Jember | TRIBUNUS.CO.ID - Bertempat di Gedung Pertemuan Dekan Fakultas Hukum Universitas Negeri Jember Jll Kalimantan Jember, pada acara tersebut dikupas bagaimana kekejaman PKI pada tahun 1965 yang melakukan perongrongan terhadap pemerintahan syah yang memakan korban termasuk dari kalangan ulama.
Acara yang digelar oleh Aswaja Nahdatul Ulama Jember tersebut dihadiri Ketua MUI Jember Prof Halim Subahar, Wakil Ketua PCNU KH Misbahul Salam , Dosen Fakultas Hukum Adam Muhshi, M.H, Dandim 0824 Letkol Inf Rudianto, KH Lutfi Ahmad Pengasuh Ponpes Madinatul Ulum Cangkring Jenggawah.
Acara tersebut dibuka dengan sambutan KH Misbahul Salam Wakil Ketua PCNU Jember, yang dalam sambutannya menyampaikan bahwa korban keganasan PKI tidak hanya Militer tetapi banyak sekali ulama yang juga menjadi korban kekejamannya, dan nanti akan kita ikuti testimony KH Lutfi Ahmad sebagai saksi hidup karena Bapak serta Paman nya menjadi Korban Kekejaman PKI.

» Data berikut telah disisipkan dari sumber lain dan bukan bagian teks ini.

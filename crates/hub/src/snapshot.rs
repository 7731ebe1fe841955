//! Typed, lenient view of the house record pushed by the remote store.
//!
//! Every field is optional and every malformed value degrades to "absent":
//! the mirrors then fall back to their zero defaults. Only a payload that is
//! not a JSON object at all is rejected.

use serde::{Deserialize, Deserializer};
use serde_json::Value;
use thiserror::Error;

use crate::state::SensorReading;

/// `pluie` value that means it is raining; anything else means dry.
const RAIN_VALUE: &str = "pluie";

#[derive(Debug, Error)]
pub enum SnapshotError {
    #[error("snapshot is not valid json: {0}")]
    InvalidJson(#[from] serde_json::Error),
    #[error("snapshot is not a record (got {0})")]
    NotARecord(&'static str),
}

#[derive(Debug, Clone, Default, PartialEq, Deserialize)]
pub struct RemoteSnapshot {
    #[serde(default, deserialize_with = "lenient_number")]
    pub temperature: Option<f64>,
    #[serde(default, rename = "humiditeAir", deserialize_with = "lenient_number")]
    pub air_humidity: Option<f64>,
    #[serde(default, rename = "humiditeSol", deserialize_with = "lenient_number")]
    pub soil_humidity: Option<f64>,
    #[serde(default, rename = "pluie", deserialize_with = "lenient_string")]
    pub rain: Option<String>,
    #[serde(default, rename = "niveauEau", deserialize_with = "lenient_number")]
    pub water_level: Option<f64>,
    #[serde(default, deserialize_with = "lenient_string")]
    pub mode: Option<String>,
    /// Legacy observed pump state.
    #[serde(default, rename = "pompe", deserialize_with = "lenient_string")]
    pub pump: Option<String>,
    /// Legacy observed cover state.
    #[serde(default, rename = "etatBache", deserialize_with = "lenient_string")]
    pub cover: Option<String>,
    #[serde(default, rename = "commandes", deserialize_with = "lenient_commands")]
    pub commands: Option<Commands>,
}

/// The `commandes` sub-record: operator or automation intents.
#[derive(Debug, Clone, Default, PartialEq, Deserialize)]
pub struct Commands {
    #[serde(default, rename = "pompe", deserialize_with = "lenient_string")]
    pub pump: Option<String>,
    #[serde(default, rename = "bache", deserialize_with = "lenient_string")]
    pub cover: Option<String>,
}

impl RemoteSnapshot {
    pub fn parse(payload: &[u8]) -> Result<Self, SnapshotError> {
        let value: Value = serde_json::from_slice(payload)?;
        Self::from_value(value)
    }

    pub fn from_value(value: Value) -> Result<Self, SnapshotError> {
        match value {
            Value::Object(_) => Ok(Self::deserialize(value)?),
            Value::Null => Err(SnapshotError::NotARecord("null")),
            Value::Array(_) => Err(SnapshotError::NotARecord("array")),
            Value::Bool(_) => Err(SnapshotError::NotARecord("bool")),
            Value::Number(_) => Err(SnapshotError::NotARecord("number")),
            Value::String(_) => Err(SnapshotError::NotARecord("string")),
        }
    }

    pub fn is_raining(&self) -> bool {
        self.rain.as_deref() == Some(RAIN_VALUE)
    }

    /// Sensor values with every missing field defaulted.
    pub fn sensor_reading(&self) -> SensorReading {
        SensorReading {
            temperature: self.temperature.unwrap_or_default(),
            air_humidity: self.air_humidity.unwrap_or_default(),
            soil_humidity: self.soil_humidity.unwrap_or_default(),
            is_raining: self.is_raining(),
        }
    }

    pub fn water_percentage(&self) -> f64 {
        self.water_level.unwrap_or_default()
    }

    pub fn pump_command(&self) -> Option<&str> {
        self.commands.as_ref().and_then(|c| c.pump.as_deref())
    }

    pub fn cover_command(&self) -> Option<&str> {
        self.commands.as_ref().and_then(|c| c.cover.as_deref())
    }
}

/// Wire value written to `/pluie`.
pub fn rain_value(raining: bool) -> &'static str {
    if raining {
        RAIN_VALUE
    } else {
        "pas de pluie"
    }
}

// ---------------------------------------------------------------------------
// Lenient field decoders
// ---------------------------------------------------------------------------

fn lenient_number<'de, D>(d: D) -> Result<Option<f64>, D::Error>
where
    D: Deserializer<'de>,
{
    let v = Value::deserialize(d)?;
    let n = match v {
        Value::Number(n) => n.as_f64(),
        Value::String(s) => s.trim().parse::<f64>().ok(),
        _ => None,
    };
    Ok(n.filter(|n| n.is_finite()))
}

fn lenient_string<'de, D>(d: D) -> Result<Option<String>, D::Error>
where
    D: Deserializer<'de>,
{
    match Value::deserialize(d)? {
        Value::String(s) if !s.is_empty() => Ok(Some(s)),
        _ => Ok(None),
    }
}

fn lenient_commands<'de, D>(d: D) -> Result<Option<Commands>, D::Error>
where
    D: Deserializer<'de>,
{
    match Value::deserialize(d)? {
        v @ Value::Object(_) => Ok(Commands::deserialize(v).ok()),
        _ => Ok(None),
    }
}

// ===========================================================================
// Tests
// ===========================================================================
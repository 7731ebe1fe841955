//! Garden hub: mirrors a remote house record, reconciles actuator commands
//! against observed state, runs the automatic-mode rules and tracks the
//! low-water alert.

pub mod actuator;
pub mod alert;
pub mod channel;
pub mod config;
pub mod decision;
pub mod dispatch;
pub mod garden;
pub mod mode;
pub mod snapshot;
pub mod state;
pub mod telemetry;
pub mod web;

Dalam simposium tersebut KH Lutfi Ahmad menyampaikan testimoni kesaksiannya terkait kekejaman PKI yangbtelah menyiksan ayahandan KH Ahmad Saif yang ditahan dan disiksa, dan Pamanya KH Ali Hasan ditembak dan meninggal saat dibawa ke rumah sakit yang keduanya merupakan korban kekejaman PKI Tahun 1965.
Bermula dari rencana Presiden Soekarno yang akan mengadakan rekonsiliasi dengan melibatkan PKI, dengan demikian terjadi pro kontra dikalangan ulama, pada saat tersebut KH Ali Hasan Paman saya ini sebagai salah satu diplomat yang dipercaya Presiden Soekarno banyak didatangi ulama dan dimintai pendapat yang akhirnya dibuatlah opsi-opsi untuk disampaikan Kepada Presiden Soekarno, namun dalam perjalanannya di Juanda Surabaya dihadang dan dilakukan penyiksaan oleh orang-orang PKI, Paman saya ditembak dan Bapak saya disiksa dan ditahan, sedangkan dokumen yang dibawa dirampas.
kemudian acara dillanjutkan diskusi terkait dengan faham komunis yang bangkit lagi dan bagaimana kita menyikapi keadaan tersebut karena sudah jelas banyak korban ulama oleh kekejaman komunis baik pada tahun 1948 maupun pada tahun 1965, sehingga faham komunis jangan diberi kesempatan berkembang di Indonesia aplagi menggantikan Pancasila sebagai idiologe negara kita.
Dari diskusi tersebut diakhir acara Letkol Inf Rudianto yang diberikan kesempatan memberikan tanggapan menjelaskan bahwa sudah jelas PKI itu dilarang di Indonesia dan hal tersebut tidak perlu diperdebatkan lagi, kemudian kita harus menggersangkan kehidupan PKI di Indonesia.
Bagaimana cara kita menggersangkan, kita cerdaskan generasi bangsa, yang Kyai kita asuh santri-santri kita dengan baik dan cerdas, kita berikan pemahaman tentang Pancasila sebagai satu-astunya idiologi negara kita melalui berbagai kegiatan contohnya nonton bareng film G 30 S /PKI ini dan lain-lain sehingga faham komunis maupun faham lainnya tidak sempat tumbuh di Bumi Indonesia ini.